Prompt: Every line holding "long" should be copied from the records below.

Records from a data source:
● ● ● ●

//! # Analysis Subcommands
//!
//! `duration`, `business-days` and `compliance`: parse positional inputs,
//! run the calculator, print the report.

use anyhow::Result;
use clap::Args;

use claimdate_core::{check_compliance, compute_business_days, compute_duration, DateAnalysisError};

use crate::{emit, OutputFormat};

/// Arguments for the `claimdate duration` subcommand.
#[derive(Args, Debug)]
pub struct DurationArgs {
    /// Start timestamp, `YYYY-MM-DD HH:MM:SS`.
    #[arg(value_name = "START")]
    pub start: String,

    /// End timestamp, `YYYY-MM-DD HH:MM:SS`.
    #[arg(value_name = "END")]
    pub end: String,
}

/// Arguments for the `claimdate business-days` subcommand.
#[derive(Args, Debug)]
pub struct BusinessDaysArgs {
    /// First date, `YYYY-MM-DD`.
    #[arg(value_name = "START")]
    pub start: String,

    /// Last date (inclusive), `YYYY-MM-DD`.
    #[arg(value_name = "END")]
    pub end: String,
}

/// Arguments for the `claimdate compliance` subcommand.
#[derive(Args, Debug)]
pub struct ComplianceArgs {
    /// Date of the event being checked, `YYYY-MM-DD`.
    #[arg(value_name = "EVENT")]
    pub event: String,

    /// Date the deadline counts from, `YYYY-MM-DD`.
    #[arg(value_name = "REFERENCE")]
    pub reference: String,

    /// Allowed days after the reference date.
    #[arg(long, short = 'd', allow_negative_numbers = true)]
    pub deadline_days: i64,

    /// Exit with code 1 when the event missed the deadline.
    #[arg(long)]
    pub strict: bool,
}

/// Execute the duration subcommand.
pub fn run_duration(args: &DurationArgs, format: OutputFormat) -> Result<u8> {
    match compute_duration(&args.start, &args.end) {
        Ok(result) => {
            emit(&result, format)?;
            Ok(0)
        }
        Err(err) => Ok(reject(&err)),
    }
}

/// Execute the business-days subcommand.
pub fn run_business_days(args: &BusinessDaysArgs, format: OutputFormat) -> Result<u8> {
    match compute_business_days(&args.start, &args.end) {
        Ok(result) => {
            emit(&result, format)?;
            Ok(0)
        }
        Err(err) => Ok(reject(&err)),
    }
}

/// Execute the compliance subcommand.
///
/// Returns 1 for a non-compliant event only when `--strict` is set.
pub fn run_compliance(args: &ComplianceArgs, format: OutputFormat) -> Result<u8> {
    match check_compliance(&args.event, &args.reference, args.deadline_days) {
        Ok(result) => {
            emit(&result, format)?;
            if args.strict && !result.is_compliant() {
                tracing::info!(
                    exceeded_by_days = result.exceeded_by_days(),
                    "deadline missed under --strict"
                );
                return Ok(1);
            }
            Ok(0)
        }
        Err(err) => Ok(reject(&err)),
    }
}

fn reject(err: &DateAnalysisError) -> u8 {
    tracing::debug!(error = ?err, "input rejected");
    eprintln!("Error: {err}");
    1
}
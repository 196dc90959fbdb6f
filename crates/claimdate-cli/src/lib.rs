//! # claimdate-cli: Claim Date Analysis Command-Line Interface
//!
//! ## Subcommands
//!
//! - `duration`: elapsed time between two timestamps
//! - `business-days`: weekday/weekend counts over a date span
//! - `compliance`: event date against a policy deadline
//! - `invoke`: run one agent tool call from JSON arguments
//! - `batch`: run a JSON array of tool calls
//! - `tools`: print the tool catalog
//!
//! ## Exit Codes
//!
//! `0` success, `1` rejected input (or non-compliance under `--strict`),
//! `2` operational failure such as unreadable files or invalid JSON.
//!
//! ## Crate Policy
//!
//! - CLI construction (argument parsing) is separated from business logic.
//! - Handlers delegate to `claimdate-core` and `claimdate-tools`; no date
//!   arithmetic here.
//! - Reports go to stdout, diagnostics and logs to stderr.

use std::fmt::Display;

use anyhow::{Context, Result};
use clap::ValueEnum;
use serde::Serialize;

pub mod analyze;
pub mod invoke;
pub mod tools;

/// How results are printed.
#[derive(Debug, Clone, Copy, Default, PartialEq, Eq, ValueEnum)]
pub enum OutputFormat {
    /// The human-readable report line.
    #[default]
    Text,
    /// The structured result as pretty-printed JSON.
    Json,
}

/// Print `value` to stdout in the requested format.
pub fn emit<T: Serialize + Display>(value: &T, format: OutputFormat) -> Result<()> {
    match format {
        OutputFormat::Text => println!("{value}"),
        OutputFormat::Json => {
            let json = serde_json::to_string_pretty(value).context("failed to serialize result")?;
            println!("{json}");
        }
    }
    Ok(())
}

● ● ● ●

Output:
    #[arg(long, short = 'd', allow_negative_numbers = true)]
    #[arg(long)]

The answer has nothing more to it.